◆ **Instructions to follow**
Copy out each line below containing "indices".

Stored data entries
⁂

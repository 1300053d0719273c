// ABOUTME: Error types for task graph execution
// ABOUTME: Defines scheduler, input resolution, and engine failure kinds

use thiserror::Error;

use crate::graph::GraphError;

#[derive(Error, Debug)]
pub enum ExecutionError {
    #[error("Missing input '{name}' for task '{task}'")]
    MissingInput { task: String, name: String },

    #[error("Task execution failed: {task} - {message}")]
    TaskFailed { task: String, message: String },

    #[error("Task already executed: {task}")]
    DuplicateExecution { task: String },

    #[error("Output mismatch for task '{task}': {names} declared names, {values} result values")]
    OutputMismatch {
        task: String,
        names: usize,
        values: usize,
    },

    #[error("Conditional task not resolved before execution: {task}")]
    UnresolvedConditional { task: String },

    #[error("Invalid task arguments: {0}")]
    InvalidArguments(String),

    #[error(transparent)]
    Graph(#[from] GraphError),

    #[error("Engine error: {0}")]
    Engine(String),

    #[error("Join error: {0}")]
    Join(#[from] tokio::task::JoinError),
}

pub type Result<T> = std::result::Result<T, ExecutionError>;
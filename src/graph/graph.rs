// ABOUTME: TaskGraph container and its composition algebra
// ABOUTME: Maps tasks to dependencies and argument names, with cycle validation

use std::fmt;

use indexmap::{IndexMap, IndexSet};
use petgraph::algo::toposort;
use petgraph::graph::NodeIndex;
use petgraph::Graph;

use super::error::{GraphError, Result};
use super::task::{Task, TaskId};

/// A dependency and argument topology over a set of tasks.
///
/// Three mappings, all keyed by task identity: `dependencies` ("must not run
/// until all of these have finished", which also forbids overlapping
/// execution), `inputs` (ordered argument names resolved from the
/// known-values store at run time) and `outputs` (names a task's result
/// values are bound to).
///
/// Graphs compose by value: [`TaskGraph::union`], [`TaskGraph::depends_on`]
/// and [`TaskGraph::is_depended_on_by`] consume their operands, so a task
/// instance ends up in exactly one executable graph.
#[derive(Debug, Default)]
pub struct TaskGraph {
    tasks: IndexMap<TaskId, Task>,
    dependencies: IndexMap<TaskId, IndexSet<TaskId>>,
    inputs: IndexMap<TaskId, Vec<String>>,
    outputs: IndexMap<TaskId, Vec<String>>,
}

impl TaskGraph {
    pub fn new() -> Self {
        Self::default()
    }

    /// A single-task graph with no declared inputs or outputs.
    pub fn from_task(task: Task) -> Self {
        let mut graph = Self::new();
        graph.insert_task(task);
        graph
    }

    /// A single-task graph with declared input and output argument names.
    pub fn from_task_with_io<I, O>(task: Task, inputs: I, outputs: O) -> Self
    where
        I: IntoIterator,
        I::Item: Into<String>,
        O: IntoIterator,
        O::Item: Into<String>,
    {
        let mut graph = Self::from_task(task.clone());
        graph
            .inputs
            .insert(task.id(), inputs.into_iter().map(Into::into).collect());
        graph
            .outputs
            .insert(task.id(), outputs.into_iter().map(Into::into).collect());
        graph
    }

    fn insert_task(&mut self, task: Task) {
        let id = task.id();
        self.tasks.insert(id, task);
        self.dependencies.entry(id).or_default();
    }

    /// Add a dependency edge between two member tasks: `task` must not run
    /// until `dependency` has finished.
    pub fn add_dependency(&mut self, task: &Task, dependency: &Task) -> Result<()> {
        if !self.tasks.contains_key(&task.id()) {
            return Err(GraphError::UnknownDependency {
                task: task.name().to_string(),
                dependency: dependency.name().to_string(),
            });
        }
        if !self.tasks.contains_key(&dependency.id()) {
            return Err(GraphError::UnknownDependency {
                task: task.name().to_string(),
                dependency: dependency.name().to_string(),
            });
        }
        let inserted = self
            .dependencies
            .entry(task.id())
            .or_default()
            .insert(dependency.id());
        if let Err(err) = self.validate() {
            if inserted {
                self.dependencies
                    .entry(task.id())
                    .or_default()
                    .swap_remove(&dependency.id());
            }
            return Err(err);
        }
        Ok(())
    }

    /// Key-wise union of two graphs.
    ///
    /// `other` overwrites `self` for `inputs` and `outputs` on key collision;
    /// dependency sets for a task present in both are merged by set union,
    /// never dropped. Both operands are consumed so the member tasks cannot
    /// accidentally be scheduled from two graphs.
    pub fn union(mut self, other: TaskGraph) -> Result<TaskGraph> {
        for (id, task) in other.tasks {
            self.tasks.insert(id, task);
        }
        for (id, deps) in other.dependencies {
            self.dependencies.entry(id).or_default().extend(deps);
        }
        for (id, names) in other.inputs {
            self.inputs.insert(id, names);
        }
        for (id, names) in other.outputs {
            self.outputs.insert(id, names);
        }
        self.validate()?;
        Ok(self)
    }

    /// All tasks of `other` must finish before any task of `self` may start.
    ///
    /// Every task in `self` gains every task of `other` as a dependency, and
    /// the graphs are merged. Construction that would introduce a cycle
    /// (including making a graph depend on itself) fails.
    pub fn depends_on(mut self, other: TaskGraph) -> Result<TaskGraph> {
        let new_dependencies: Vec<TaskId> = other.tasks.keys().copied().collect();
        for deps in self.dependencies.values_mut() {
            deps.extend(new_dependencies.iter().copied());
        }
        self.union(other)
    }

    /// The mirror of [`TaskGraph::depends_on`]: all tasks of `self` must
    /// finish before any task of `other` may start.
    pub fn is_depended_on_by(self, other: TaskGraph) -> Result<TaskGraph> {
        other.depends_on(self)
    }

    /// Check the two structural invariants: every dependency edge targets a
    /// member task, and the directed graph is acyclic.
    pub fn validate(&self) -> Result<()> {
        for (id, deps) in &self.dependencies {
            for dep in deps {
                if !self.tasks.contains_key(dep) {
                    return Err(GraphError::UnknownDependency {
                        task: self.task_name(*id),
                        dependency: format!("task #{dep}"),
                    });
                }
            }
        }

        let mut graph: Graph<TaskId, ()> = Graph::new();
        let mut indices: IndexMap<TaskId, NodeIndex> = IndexMap::new();
        for id in self.tasks.keys() {
            indices.insert(*id, graph.add_node(*id));
        }
        for (id, deps) in &self.dependencies {
            for dep in deps {
                graph.add_edge(indices[dep], indices[id], ());
            }
        }
        toposort(&graph, None)
            .map(|_| ())
            .map_err(|cycle| GraphError::CycleDetected {
                tasks: vec![self.task_name(graph[cycle.node_id()])],
            })
    }

    fn task_name(&self, id: TaskId) -> String {
        self.tasks
            .get(&id)
            .map(|t| t.name().to_string())
            .unwrap_or_else(|| format!("task #{id}"))
    }

    pub fn len(&self) -> usize {
        self.tasks.len()
    }

    pub fn is_empty(&self) -> bool {
        self.tasks.is_empty()
    }

    pub fn contains(&self, task: &Task) -> bool {
        self.tasks.contains_key(&task.id())
    }

    /// Member tasks in insertion order. The scheduler uses this order as its
    /// deterministic tie-break when several tasks are ready at once.
    pub fn tasks(&self) -> impl Iterator<Item = &Task> {
        self.tasks.values()
    }

    pub fn task(&self, id: TaskId) -> Option<&Task> {
        self.tasks.get(&id)
    }

    pub fn dependency_ids(&self, id: TaskId) -> impl Iterator<Item = TaskId> + '_ {
        self.dependencies.get(&id).into_iter().flatten().copied()
    }

    pub fn input_names(&self, id: TaskId) -> &[String] {
        self.inputs.get(&id).map(Vec::as_slice).unwrap_or(&[])
    }

    pub fn output_names(&self, id: TaskId) -> &[String] {
        self.outputs.get(&id).map(Vec::as_slice).unwrap_or(&[])
    }

    /// Tasks with no dependencies.
    pub fn roots(&self) -> Vec<&Task> {
        self.tasks
            .values()
            .filter(|t| self.dependencies.get(&t.id()).map_or(true, IndexSet::is_empty))
            .collect()
    }
}

impl fmt::Display for TaskGraph {
    fn fmt(&self, f: &mut fmt::Formatter<'_>) -> fmt::Result {
        let mut first = true;
        for task in self.tasks.values() {
            if !first {
                write!(f, "; ")?;
            }
            first = false;
            let deps: Vec<&str> = self
                .dependency_ids(task.id())
                .filter_map(|dep| self.tasks.get(&dep).map(Task::name))
                .collect();
            write!(
                f,
                "{}: depends on: {:?}, has inputs: {:?}, has outputs: {:?}",
                task.name(),
                deps,
                self.input_names(task.id()),
                self.output_names(task.id()),
            )?;
        }
        Ok(())
    }
}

⁂

◆ **Response**
        let mut indices: IndexMap<TaskId, NodeIndex> = IndexMap::new();
            indices.insert(*id, graph.add_node(*id));
                graph.add_edge(indices[dep], indices[id], ());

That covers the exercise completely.